== DATA EXTRACTS ==

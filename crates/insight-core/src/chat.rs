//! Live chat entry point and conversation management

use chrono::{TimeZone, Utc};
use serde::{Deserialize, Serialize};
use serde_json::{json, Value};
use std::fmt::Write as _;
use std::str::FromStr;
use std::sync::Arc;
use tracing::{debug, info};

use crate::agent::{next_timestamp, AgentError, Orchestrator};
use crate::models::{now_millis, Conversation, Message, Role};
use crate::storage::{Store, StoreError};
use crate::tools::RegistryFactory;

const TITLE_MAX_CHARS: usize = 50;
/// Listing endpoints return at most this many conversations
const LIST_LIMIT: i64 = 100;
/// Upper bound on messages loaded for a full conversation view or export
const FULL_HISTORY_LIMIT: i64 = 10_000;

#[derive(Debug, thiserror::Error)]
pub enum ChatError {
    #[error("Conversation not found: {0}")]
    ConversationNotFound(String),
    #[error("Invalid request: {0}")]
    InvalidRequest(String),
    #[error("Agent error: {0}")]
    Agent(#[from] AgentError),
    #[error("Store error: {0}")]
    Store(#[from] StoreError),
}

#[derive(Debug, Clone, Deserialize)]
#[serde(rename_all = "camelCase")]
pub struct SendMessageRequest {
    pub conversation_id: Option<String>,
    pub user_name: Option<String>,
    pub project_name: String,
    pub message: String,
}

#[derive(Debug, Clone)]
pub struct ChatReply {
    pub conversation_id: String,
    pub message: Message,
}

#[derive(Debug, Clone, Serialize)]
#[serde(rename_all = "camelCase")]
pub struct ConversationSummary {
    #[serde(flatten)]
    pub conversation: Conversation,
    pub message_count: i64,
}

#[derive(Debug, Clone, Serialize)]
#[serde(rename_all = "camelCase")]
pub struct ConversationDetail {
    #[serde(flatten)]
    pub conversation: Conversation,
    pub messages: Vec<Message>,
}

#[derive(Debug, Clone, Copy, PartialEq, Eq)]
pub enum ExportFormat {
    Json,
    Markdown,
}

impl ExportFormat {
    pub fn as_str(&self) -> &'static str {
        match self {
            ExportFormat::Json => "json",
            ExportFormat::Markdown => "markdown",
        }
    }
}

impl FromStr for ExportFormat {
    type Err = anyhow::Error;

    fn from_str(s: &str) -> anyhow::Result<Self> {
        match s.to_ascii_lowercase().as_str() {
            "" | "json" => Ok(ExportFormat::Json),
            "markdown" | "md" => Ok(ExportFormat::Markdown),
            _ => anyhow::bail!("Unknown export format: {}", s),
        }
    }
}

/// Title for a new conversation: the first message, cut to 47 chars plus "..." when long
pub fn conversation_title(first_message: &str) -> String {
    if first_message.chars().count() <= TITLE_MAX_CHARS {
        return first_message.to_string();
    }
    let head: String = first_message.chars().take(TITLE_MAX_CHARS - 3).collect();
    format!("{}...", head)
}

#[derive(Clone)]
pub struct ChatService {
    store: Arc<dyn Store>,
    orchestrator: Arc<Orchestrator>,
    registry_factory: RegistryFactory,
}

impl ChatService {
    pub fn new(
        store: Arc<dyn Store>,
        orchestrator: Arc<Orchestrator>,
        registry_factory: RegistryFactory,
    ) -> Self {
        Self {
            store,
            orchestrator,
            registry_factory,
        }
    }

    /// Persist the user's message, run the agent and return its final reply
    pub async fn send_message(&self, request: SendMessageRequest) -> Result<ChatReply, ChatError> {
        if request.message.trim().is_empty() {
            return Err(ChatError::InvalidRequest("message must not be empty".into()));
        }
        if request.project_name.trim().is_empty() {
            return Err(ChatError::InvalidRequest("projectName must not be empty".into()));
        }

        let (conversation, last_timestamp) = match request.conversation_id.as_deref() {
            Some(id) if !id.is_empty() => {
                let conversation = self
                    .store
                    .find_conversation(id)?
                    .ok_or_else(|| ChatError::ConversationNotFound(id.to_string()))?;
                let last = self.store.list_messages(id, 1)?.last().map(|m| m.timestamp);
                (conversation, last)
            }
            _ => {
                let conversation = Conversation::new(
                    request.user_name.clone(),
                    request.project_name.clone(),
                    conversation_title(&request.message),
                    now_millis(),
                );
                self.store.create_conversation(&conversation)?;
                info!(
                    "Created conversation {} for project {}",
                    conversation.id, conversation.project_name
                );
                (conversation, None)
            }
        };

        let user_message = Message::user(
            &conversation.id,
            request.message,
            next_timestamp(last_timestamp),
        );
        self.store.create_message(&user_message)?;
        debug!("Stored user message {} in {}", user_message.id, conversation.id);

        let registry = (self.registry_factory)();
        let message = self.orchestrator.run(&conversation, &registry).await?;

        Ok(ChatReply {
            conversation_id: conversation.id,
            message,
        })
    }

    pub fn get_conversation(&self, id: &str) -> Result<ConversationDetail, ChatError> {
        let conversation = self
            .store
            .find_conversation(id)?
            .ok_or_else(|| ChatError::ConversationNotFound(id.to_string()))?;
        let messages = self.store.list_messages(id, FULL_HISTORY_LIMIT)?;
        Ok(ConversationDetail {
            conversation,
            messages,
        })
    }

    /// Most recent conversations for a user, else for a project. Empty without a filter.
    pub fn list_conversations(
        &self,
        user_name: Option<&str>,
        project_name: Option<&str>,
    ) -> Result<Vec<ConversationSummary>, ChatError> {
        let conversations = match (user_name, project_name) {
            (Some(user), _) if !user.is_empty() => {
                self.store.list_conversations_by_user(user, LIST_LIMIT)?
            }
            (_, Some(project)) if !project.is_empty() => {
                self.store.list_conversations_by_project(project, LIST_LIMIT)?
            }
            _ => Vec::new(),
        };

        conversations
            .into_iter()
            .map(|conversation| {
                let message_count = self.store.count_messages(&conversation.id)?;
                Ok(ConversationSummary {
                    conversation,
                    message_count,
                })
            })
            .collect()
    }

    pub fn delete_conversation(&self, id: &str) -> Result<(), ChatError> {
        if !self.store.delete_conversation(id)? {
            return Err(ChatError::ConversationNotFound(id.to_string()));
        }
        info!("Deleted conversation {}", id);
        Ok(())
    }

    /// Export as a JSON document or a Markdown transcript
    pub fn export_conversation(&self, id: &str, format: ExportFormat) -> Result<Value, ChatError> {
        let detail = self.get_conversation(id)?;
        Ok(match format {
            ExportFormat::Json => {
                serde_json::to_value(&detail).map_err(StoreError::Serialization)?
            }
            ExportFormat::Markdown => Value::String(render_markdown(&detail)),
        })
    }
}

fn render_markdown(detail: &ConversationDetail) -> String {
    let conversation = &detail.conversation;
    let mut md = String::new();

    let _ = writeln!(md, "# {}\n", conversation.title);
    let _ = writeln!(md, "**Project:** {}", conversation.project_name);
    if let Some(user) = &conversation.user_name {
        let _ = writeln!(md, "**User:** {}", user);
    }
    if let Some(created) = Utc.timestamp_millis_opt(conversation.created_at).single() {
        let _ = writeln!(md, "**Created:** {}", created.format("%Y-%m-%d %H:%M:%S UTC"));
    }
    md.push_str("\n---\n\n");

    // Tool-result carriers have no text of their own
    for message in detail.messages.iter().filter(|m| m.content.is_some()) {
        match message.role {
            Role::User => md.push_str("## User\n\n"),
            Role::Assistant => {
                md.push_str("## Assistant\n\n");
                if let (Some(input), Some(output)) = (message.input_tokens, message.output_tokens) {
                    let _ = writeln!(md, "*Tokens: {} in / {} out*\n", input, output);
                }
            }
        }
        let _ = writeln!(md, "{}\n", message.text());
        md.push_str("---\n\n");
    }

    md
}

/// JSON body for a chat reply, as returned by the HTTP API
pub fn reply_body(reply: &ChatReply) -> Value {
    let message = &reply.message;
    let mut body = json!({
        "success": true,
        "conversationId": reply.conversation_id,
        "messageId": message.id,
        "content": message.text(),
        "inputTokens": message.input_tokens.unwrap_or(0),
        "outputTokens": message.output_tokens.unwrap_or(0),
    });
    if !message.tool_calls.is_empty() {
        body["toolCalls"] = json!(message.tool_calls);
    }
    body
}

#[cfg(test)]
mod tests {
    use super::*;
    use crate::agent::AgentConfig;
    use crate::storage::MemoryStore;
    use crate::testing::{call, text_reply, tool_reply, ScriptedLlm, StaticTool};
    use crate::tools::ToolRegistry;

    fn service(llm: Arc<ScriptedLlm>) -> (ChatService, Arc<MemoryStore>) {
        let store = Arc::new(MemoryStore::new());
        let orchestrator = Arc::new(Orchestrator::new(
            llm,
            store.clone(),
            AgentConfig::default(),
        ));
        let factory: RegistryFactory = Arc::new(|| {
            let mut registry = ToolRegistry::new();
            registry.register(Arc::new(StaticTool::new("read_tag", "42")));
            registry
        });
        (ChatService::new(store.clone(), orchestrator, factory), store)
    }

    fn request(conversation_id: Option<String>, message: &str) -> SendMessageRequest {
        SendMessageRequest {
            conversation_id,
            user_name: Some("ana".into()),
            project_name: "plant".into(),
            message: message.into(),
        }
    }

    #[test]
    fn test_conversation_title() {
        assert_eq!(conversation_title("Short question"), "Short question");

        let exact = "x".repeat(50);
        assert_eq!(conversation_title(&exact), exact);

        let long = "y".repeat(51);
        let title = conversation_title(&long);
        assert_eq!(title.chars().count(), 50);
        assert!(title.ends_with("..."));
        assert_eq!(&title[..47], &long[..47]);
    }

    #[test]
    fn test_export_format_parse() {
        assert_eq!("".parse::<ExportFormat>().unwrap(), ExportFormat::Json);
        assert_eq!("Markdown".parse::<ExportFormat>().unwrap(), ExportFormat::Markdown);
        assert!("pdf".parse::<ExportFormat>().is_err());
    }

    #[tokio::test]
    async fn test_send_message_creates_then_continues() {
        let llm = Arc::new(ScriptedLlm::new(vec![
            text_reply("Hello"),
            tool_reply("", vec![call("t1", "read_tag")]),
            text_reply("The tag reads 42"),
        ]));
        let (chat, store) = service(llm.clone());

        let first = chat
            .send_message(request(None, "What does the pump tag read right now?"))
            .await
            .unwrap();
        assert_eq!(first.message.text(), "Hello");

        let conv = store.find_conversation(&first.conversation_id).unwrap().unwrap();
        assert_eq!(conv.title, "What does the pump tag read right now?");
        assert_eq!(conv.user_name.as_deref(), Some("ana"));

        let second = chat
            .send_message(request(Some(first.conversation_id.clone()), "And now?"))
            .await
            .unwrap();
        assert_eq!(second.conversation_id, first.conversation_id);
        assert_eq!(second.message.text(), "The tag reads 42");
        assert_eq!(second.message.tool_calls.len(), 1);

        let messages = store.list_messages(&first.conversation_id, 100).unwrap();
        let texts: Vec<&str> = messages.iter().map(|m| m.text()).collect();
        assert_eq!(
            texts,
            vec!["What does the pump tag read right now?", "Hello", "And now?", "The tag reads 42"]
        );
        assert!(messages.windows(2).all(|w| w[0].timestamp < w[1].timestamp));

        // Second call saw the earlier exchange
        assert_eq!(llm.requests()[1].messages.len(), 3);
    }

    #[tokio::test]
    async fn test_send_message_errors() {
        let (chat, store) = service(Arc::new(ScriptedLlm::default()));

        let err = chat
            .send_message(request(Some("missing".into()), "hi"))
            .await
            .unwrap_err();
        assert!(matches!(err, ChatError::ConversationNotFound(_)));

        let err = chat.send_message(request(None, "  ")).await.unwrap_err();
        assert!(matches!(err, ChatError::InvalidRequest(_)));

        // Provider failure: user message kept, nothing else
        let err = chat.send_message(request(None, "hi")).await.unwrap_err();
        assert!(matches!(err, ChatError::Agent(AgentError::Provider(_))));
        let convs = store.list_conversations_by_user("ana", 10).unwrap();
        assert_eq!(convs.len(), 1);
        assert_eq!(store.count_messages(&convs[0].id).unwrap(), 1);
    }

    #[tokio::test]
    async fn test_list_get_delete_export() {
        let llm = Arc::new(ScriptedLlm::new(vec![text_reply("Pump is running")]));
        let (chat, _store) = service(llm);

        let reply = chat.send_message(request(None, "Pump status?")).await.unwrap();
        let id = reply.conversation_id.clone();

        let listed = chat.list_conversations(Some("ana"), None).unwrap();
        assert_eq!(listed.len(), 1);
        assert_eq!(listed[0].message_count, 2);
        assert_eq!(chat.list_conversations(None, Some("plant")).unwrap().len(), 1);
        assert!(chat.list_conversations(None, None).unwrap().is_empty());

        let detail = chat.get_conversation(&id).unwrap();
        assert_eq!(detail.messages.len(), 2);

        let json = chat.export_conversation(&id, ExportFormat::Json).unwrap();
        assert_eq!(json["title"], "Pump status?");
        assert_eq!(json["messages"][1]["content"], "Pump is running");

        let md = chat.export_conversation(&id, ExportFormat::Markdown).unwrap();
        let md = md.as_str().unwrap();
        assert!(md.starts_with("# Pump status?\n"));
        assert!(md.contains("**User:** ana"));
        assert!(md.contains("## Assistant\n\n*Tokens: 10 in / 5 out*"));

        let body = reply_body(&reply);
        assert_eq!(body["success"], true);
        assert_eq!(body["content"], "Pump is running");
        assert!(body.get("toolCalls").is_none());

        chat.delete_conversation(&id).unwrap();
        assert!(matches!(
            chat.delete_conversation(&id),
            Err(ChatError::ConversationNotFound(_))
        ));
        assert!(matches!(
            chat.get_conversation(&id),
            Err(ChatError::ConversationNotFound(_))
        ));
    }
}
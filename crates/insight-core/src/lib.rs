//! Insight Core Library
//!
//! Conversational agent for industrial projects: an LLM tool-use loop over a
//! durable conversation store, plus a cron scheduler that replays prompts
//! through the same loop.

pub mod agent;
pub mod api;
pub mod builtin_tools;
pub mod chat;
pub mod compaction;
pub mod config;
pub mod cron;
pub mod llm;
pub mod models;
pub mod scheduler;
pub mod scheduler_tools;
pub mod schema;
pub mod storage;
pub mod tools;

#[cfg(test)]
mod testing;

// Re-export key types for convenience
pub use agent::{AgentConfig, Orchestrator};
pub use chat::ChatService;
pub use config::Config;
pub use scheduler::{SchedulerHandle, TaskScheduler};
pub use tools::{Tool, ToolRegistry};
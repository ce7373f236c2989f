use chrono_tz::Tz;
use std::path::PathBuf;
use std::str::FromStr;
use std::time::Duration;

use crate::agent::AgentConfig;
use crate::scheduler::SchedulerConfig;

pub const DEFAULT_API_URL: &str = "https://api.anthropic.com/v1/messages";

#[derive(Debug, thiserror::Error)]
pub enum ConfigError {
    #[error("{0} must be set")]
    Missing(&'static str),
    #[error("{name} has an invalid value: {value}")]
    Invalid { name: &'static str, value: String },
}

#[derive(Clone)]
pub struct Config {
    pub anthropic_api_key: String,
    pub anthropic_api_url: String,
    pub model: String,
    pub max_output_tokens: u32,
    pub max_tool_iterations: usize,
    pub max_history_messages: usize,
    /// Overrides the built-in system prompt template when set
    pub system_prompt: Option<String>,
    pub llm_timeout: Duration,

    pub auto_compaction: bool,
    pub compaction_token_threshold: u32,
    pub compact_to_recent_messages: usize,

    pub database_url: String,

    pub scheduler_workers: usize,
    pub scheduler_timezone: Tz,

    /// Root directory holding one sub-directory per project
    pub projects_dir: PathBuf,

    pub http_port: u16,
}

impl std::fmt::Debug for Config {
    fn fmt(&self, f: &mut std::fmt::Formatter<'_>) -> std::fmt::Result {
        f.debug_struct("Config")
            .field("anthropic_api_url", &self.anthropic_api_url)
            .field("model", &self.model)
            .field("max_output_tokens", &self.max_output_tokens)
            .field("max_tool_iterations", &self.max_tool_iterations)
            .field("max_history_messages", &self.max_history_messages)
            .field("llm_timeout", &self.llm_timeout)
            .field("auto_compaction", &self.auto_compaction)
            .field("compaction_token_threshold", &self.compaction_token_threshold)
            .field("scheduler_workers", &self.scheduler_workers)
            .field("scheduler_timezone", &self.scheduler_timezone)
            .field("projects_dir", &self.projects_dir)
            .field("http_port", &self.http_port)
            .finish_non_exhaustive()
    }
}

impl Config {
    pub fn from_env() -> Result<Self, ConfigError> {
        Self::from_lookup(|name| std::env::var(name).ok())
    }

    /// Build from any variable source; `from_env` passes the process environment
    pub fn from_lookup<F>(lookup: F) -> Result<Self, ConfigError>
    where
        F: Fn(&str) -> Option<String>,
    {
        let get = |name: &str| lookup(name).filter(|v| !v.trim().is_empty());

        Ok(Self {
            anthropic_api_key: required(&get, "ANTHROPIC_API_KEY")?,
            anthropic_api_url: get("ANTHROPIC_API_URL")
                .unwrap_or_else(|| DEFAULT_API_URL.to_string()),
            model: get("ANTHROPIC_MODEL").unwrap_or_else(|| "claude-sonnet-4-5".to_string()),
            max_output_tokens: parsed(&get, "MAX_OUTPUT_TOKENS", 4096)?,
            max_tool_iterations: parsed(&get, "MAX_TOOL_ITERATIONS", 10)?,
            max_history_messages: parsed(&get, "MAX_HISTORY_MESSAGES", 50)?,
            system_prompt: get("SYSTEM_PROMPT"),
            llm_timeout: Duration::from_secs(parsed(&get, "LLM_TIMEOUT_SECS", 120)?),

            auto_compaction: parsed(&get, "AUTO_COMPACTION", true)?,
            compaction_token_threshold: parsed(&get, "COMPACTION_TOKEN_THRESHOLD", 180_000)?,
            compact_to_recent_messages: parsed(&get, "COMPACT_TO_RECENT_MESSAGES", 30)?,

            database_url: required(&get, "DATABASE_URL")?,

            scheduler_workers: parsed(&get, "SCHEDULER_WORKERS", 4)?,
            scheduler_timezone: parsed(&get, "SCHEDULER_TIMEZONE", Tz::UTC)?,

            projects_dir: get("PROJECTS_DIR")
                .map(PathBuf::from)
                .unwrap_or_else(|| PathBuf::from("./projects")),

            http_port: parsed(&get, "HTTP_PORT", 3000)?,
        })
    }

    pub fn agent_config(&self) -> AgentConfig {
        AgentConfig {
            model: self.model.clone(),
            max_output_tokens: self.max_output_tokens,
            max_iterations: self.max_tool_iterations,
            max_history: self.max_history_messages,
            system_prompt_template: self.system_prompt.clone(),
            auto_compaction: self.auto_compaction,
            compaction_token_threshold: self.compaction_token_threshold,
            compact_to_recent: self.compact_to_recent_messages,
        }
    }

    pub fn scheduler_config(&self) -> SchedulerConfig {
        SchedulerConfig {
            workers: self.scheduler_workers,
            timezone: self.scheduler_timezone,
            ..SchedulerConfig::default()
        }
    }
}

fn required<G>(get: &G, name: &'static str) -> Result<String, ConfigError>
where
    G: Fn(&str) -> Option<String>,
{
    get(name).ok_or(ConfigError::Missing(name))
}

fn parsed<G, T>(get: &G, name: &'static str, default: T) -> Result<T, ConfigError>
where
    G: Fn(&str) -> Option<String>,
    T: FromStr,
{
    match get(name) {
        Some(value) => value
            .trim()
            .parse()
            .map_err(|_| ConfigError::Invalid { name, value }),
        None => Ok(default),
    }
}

===

Only one number is wanted: how many lines in the records above contain the string "field".

12